Recipients of the letter included Karl Rove; Chamber of Commerce president Tom Donohue; National Council of La Raza president Janet Murguia; Casa de Maryland executive director Gustavo Torres; National Council of Chain Restaurants executive director Rob Green; American Action Forum president Doug Holtz-Eakin; casino mogul and major GOP donor Sheldon Adelson; Facebook CEO Mark Zuckerberg; and corporate executives from companies like:

  • General Electric
  • Disney
  • McDonald’s
  • Marriott Hotels
  • Coca-Cola
  • The Cheesecake Factory
  • Hilton Hotels
  • Hyatt Hotels
  • General Mills
  • Wendy’s
  • Johnson & Johnson
  • Darden Restaurants (Olive Garden, Red Lobster, Longhorn Steakhouse, Seasons 52, the Capital Grille, Bahama Breeze, Eddie V’s, and Yard House)
  • Hewlett Packard
  • Verizon

Also included on the letter were executive of lobbyist associations like the National Association of Home Builders and the American Hotel and Lodging Association.

“ICE officers arguably know more about our nation’s broken immigration system than any group in the United States,” Crane wrote. “Yet President Barack Obama and the Gang of Eight actively prohibited them from having input.

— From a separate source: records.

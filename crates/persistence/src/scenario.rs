//! YAML scenario files.
//!
//! Every field is optional; omitted fields take the [`ScenarioConfig`]
//! defaults:
//!
//! ```yaml
//! num_years: 7
//! base_year: 2026
//! debt_ratio: 0.4
//! policy:
//!   depreciation: straight_line
//! ```

use crate::PersistenceError;
use plan_core::{validate_config, ScenarioConfig};
use std::fs;
use std::path::Path;
use tracing::info;

/// Parse and validate a scenario from YAML text.
pub fn parse_scenario(text: &str) -> Result<ScenarioConfig, PersistenceError> {
    // An empty document deserializes to unit, not a map.
    if text.trim().is_empty() {
        return Ok(ScenarioConfig::default());
    }
    let config: ScenarioConfig = serde_yaml::from_str(text)?;
    validate_config(&config)?;
    Ok(config)
}

/// Read a scenario file.
pub fn load_scenario<P: AsRef<Path>>(path: P) -> Result<ScenarioConfig, PersistenceError> {
    let path = path.as_ref();
    let text = fs::read_to_string(path)?;
    let config = parse_scenario(&text)?;
    info!(
        path = %path.display(),
        years = config.num_years,
        base_year = config.base_year,
        "loaded scenario"
    );
    Ok(config)
}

Only influential and affluent groups and wealthy individuals like you were given an opportunity to provide real input on our nation’s new immigration laws."

"As ICE officers fought a very public battle seeking to add measures that would provide for public safety and national security, you did nothing to assist or support us, but in fact—through your advocacy – put officers and the public at risk,” he claimed.

“As a result, the Senate passed an immigration bill that will fail America,” Crane wrote. “While this legislation may satisfy your personal financial or political objectives, it undermines immigration enforcement and worsens the immigration problems currently experienced in the United States.”

Crane added that the letter recipients are using their lobbyist influence to “fight for special protections and legalization for violent criminal offenders and gang members illegally in the United States” but they “must realize that in doing so you sacrifice the safety of every man, woman and child residing in the United States, regardless of citizenship.”

“Certainly you must know that when you fight for legislation that protects criminal aliens who assault law enforcement officers, you increase the risk to every police officer, sheriff’s deputy, and federal agent across our nation; officers whose lives and welfare should hold some value to you and the organizations you represent,” Crane wrote.

Crane said it is up the House of Representatives to protect the safety of Americans from lobbyists.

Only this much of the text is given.